Friday, October 11, 2013

Denial of League of Denial

The pushback has already begun.

Predictable, really - its just too easy a target. Sure, Frontline's documentary on the NFL, League of Denial, was a damning piece of seamless investigative journalism. How seamless? Even Deadspin, whose stock in trade is to try to take anyone else's investigative journalism to pieces to clear the decks for their own, couldn't manage a swipe. (Correction: they've added one.) Sure, it made things very, very clear that the NFL was well aware of the dangers of traumatic head injury to its players and yet did everything in its power to prevent players from learning about the issue. And sure, it was very clear about what those consequences were. Just ask the family of Mike Webster.


But.

It aired on PBS. On the egghead channel. The channel that doesn't broadcast football but did broadcast Mr. Rogers. Wimp TV. Nerd TV. Elitist snob TV.

Which means it's easy to take the next step and dismiss the documentary by saying it's a bunch of nerds trying to take away our football. An expose of corporate malfeasance instead becomes another front in the culture wars.

Which is a shame, because viewing the film in that light completely misses its point. Made by people who love football, it suggests that the real crime wasn't the traumatic injury, but rather the league's underhanded tactics in refusing to let players know the risks, so they could make informed choices as to whether or not they were still willing to play.

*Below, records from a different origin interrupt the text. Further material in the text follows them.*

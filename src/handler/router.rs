//! Request dispatch module
//!
//! Entry point for engine requests: redirect resolution, verb dispatch and
//! translation of handler errors into responses.

use std::time::Instant;

use hyper::header::{self, HeaderMap};
use hyper::{Response, StatusCode};
use tokio_util::sync::CancellationToken;

use super::methods;
use super::redirect;
use super::verb::Verb;
use crate::body::Body;
use crate::config::{Config, EngineConfig};
use crate::error::Error;
use crate::fs::WriteMode;
use crate::http::{build_error_response, build_status_response};
use crate::logger::{self, RequestLogEntry};
use crate::request::{abortable, accepts_json, FetchRequest, RedirectPolicy, ResourceRef};

/// Request context encapsulating information needed by the handlers
pub struct RequestContext<'a> {
    pub cfg: &'a EngineConfig,
    pub resource: &'a ResourceRef,
    pub headers: &'a HeaderMap,
    pub integrity: Option<&'a str>,
    pub signal: Option<&'a CancellationToken>,
    /// Error bodies as JSON
    pub json: bool,
}

impl RequestContext<'_> {
    pub fn range_header(&self) -> Option<&str> {
        self.headers
            .get(header::RANGE)
            .and_then(|value| value.to_str().ok())
    }
}

/// Filesystem request executor
#[derive(Debug, Clone, Default)]
pub struct Engine {
    config: EngineConfig,
    access_log: bool,
    access_log_format: String,
}

impl Engine {
    pub fn new(config: &Config) -> Self {
        Self {
            config: config.engine.clone(),
            access_log: config.logging.access_log,
            access_log_format: config.logging.access_log_format.clone(),
        }
    }

    /// Run `request` against a local resource
    ///
    /// Handler failures come back as error responses. Only a redirect
    /// policy violation, cancellation, or an error without a status
    /// escapes as `Err`.
    pub async fn execute(
        &self,
        resource: &ResourceRef,
        request: FetchRequest,
    ) -> Result<Response<Body>, Error> {
        let started = Instant::now();
        let FetchRequest {
            method,
            headers,
            body,
            integrity,
            redirect,
            signal,
            ..
        } = request;

        let ctx = RequestContext {
            cfg: &self.config,
            resource,
            headers: &headers,
            integrity: integrity.as_deref(),
            signal: signal.as_ref(),
            json: accepts_json(&headers),
        };

        let outcome = abortable(ctx.signal, self.dispatch(&ctx, &method, body, redirect)).await;
        let response = match outcome {
            Ok(response) => response,
            Err(err) => {
                let Some(status) = err.status() else {
                    logger::log_debug(&format!("[{method}] {}: {err}", resource.url));
                    return Err(err);
                };
                logger::log_error(&format!("[{method}] {}: {err}", resource.url));
                build_error_response(&self.config, &err, status, ctx.json, method == Verb::Head)
            }
        };

        self.log_request(&method, resource, &response, started);
        Ok(response)
    }

    async fn dispatch(
        &self,
        ctx: &RequestContext<'_>,
        method: &Verb,
        body: Body,
        redirect: RedirectPolicy,
    ) -> Result<Response<Body>, Error> {
        if let Some(response) = redirect::resolve(ctx.cfg, ctx.resource, redirect).await? {
            return Ok(response);
        }

        match method {
            Verb::Get => methods::get(ctx, false).await,
            Verb::Head => methods::get(ctx, true).await,
            Verb::Put | Verb::Write => methods::write(ctx, body, WriteMode::Truncate).await,
            Verb::Post => methods::write(ctx, body, WriteMode::Update).await,
            Verb::Delete => methods::delete(ctx).await,
            Verb::Read => methods::read(ctx).await,
            Verb::Append => methods::append(ctx, body).await,
            Verb::List => methods::list(ctx).await,
            rejected if rejected.is_rejected() => {
                logger::log_warning(&format!("Method not implemented: {rejected}"));
                Ok(build_status_response(ctx.cfg, StatusCode::NOT_IMPLEMENTED))
            }
            other => {
                logger::log_warning(&format!("Method not allowed: {other}"));
                Ok(build_status_response(ctx.cfg, StatusCode::METHOD_NOT_ALLOWED))
            }
        }
    }

    fn log_request(
        &self,
        method: &Verb,
        resource: &ResourceRef,
        response: &Response<Body>,
        started: Instant,
    ) {
        if !self.access_log {
            return;
        }
        let mut entry = RequestLogEntry::new(method.as_str(), resource.url.as_str());
        entry.status = response.status().as_u16();
        entry.bytes = hyper::body::Body::size_hint(response.body()).exact();
        entry.request_time_us = u64::try_from(started.elapsed().as_micros()).unwrap_or(u64::MAX);
        logger::log_request(&entry, &self.access_log_format);
    }
}
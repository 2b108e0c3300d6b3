//! Crate error type
//!
//! Every failure a handler can produce is a variant here. [`Error::status`]
//! decides whether the executor turns it into a response or lets it escape
//! to the caller.

use hyper::StatusCode;
use serde_json::json;

use crate::fs::FsError;
use crate::http::range::RangeError;

#[derive(thiserror::Error, Debug)]
pub enum Error {
    #[error(transparent)]
    Fs(#[from] FsError),

    #[error("Range not satisfiable: {0}")]
    Range(#[from] RangeError),

    #[error("Integrity mismatch: {algorithm} digest {actual} does not match {expected}")]
    IntegrityMismatch {
        algorithm: &'static str,
        expected: String,
        actual: String,
    },

    #[error("Unsupported digest algorithm: {0}")]
    UnsupportedAlgorithm(String),

    #[error("Unexpected redirect: {link} -> {target}")]
    Redirect { link: String, target: String },

    #[error("The operation was aborted")]
    Aborted,

    #[error("Request body stream failed: {0}")]
    BodyStream(#[source] std::io::Error),

    #[error("URL parse error: {0}")]
    UrlParse(#[from] url::ParseError),

    #[error("Invalid URL: {message}")]
    InvalidUrl { message: String },

    #[error("Invalid header: {message}")]
    InvalidHeader { message: String },

    #[error("Invalid HTTP method: {method}")]
    InvalidMethod { method: String },

    #[error("HTTP error: {0}")]
    Network(#[from] reqwest::Error),

    #[error("Cannot determine working directory: {0}")]
    WorkingDirectory(#[source] std::io::Error),

    #[error("Config error: {0}")]
    Config(#[from] config::ConfigError),
}

impl Error {
    /// Status code for errors that become responses.
    ///
    /// `None` means the error escapes to the caller of `fetch`.
    pub fn status(&self) -> Option<StatusCode> {
        match self {
            Self::Fs(err) => Some(err.status()),
            Self::Range(_) => Some(StatusCode::RANGE_NOT_SATISFIABLE),
            Self::IntegrityMismatch { .. }
            | Self::UnsupportedAlgorithm(_)
            | Self::BodyStream(_) => Some(StatusCode::BAD_REQUEST),
            Self::Redirect { .. }
            | Self::Aborted
            | Self::UrlParse(_)
            | Self::InvalidUrl { .. }
            | Self::InvalidHeader { .. }
            | Self::InvalidMethod { .. }
            | Self::Network(_)
            | Self::WorkingDirectory(_)
            | Self::Config(_) => None,
        }
    }

    /// Machine-readable code carried in the `X-<prefix>-Code` header
    pub fn code(&self) -> Option<&str> {
        match self {
            Self::Fs(err) => Some(err.code()),
            Self::Range(_) => Some("ERR_OUT_OF_RANGE"),
            Self::IntegrityMismatch { .. } => Some("ERR_INTEGRITY_MISMATCH"),
            Self::UnsupportedAlgorithm(_) => Some("ERR_UNSUPPORTED_ALGORITHM"),
            Self::BodyStream(_) => Some("ERR_BODY_STREAM"),
            Self::Aborted => Some("ABORT_ERR"),
            _ => None,
        }
    }

    /// JSON payload for clients that `Accept: application/json`
    pub fn to_json(&self) -> serde_json::Value {
        match self {
            Self::Fs(err) => err.to_json(),
            other => json!({
                "message": other.to_string(),
                "code": other.code(),
            }),
        }
    }
}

But that's a subtle distinction that's not going to play on talk radio or in comments sections. It's easier to draw the broad strokes, to call up the guests who can reliably rant and rave about the people who never played the game trying to sissify it. 

(Seriously. The go-to guest after the last round of "please don't hammer our expensive quarterbacks in the face with your armor-plated helmets" rules changes was Ray Lewis, who could reliably provide a quote as to how this was wringing all the manliness out of football. The irony of having a guy once investigated for murder on to talk about how football wasn't violent enough any more seems to have escaped everyone.)

And in the meantime, the NFL will continue to package vicarious macho, telling couch potatoes that watching the game will turn them into titanic Conans in Jets jerseys who possess harems, superpowers, and the ability to escape the horror of spending time with one's spouse. Yes, I know those commercials are jokes. But the underlying message is not exactly subtle - watching lots of football is manly, doing anything else is not. And now they're saying the dweebs from PBS who never put a hand on the ground - never mind that you probably didn't either - want to take that away from you.

So the facts will get swallowed up by the messaging, by the disparaging Dan Patricks of the world and the ranty commenters who don't want anything to interfere with their fantasy leagues and seven-layer dip parties. 

In the end, League of Denial won't be the thing that forces change. The pushback will be too strong, the tropes are too easy, and the resistance is too entrenched. And that's part of the tragedy of this stuff as well, that the simple message of "they should have let the players know" is what will get lost, and that it's going to take many more of these - more beloved stars succumbing to dementia, more more wrecked lives being paraded before the unwilling public, more guys yammering "but they got paid lots of money!" as if that semi-truth makes a difference, before things change.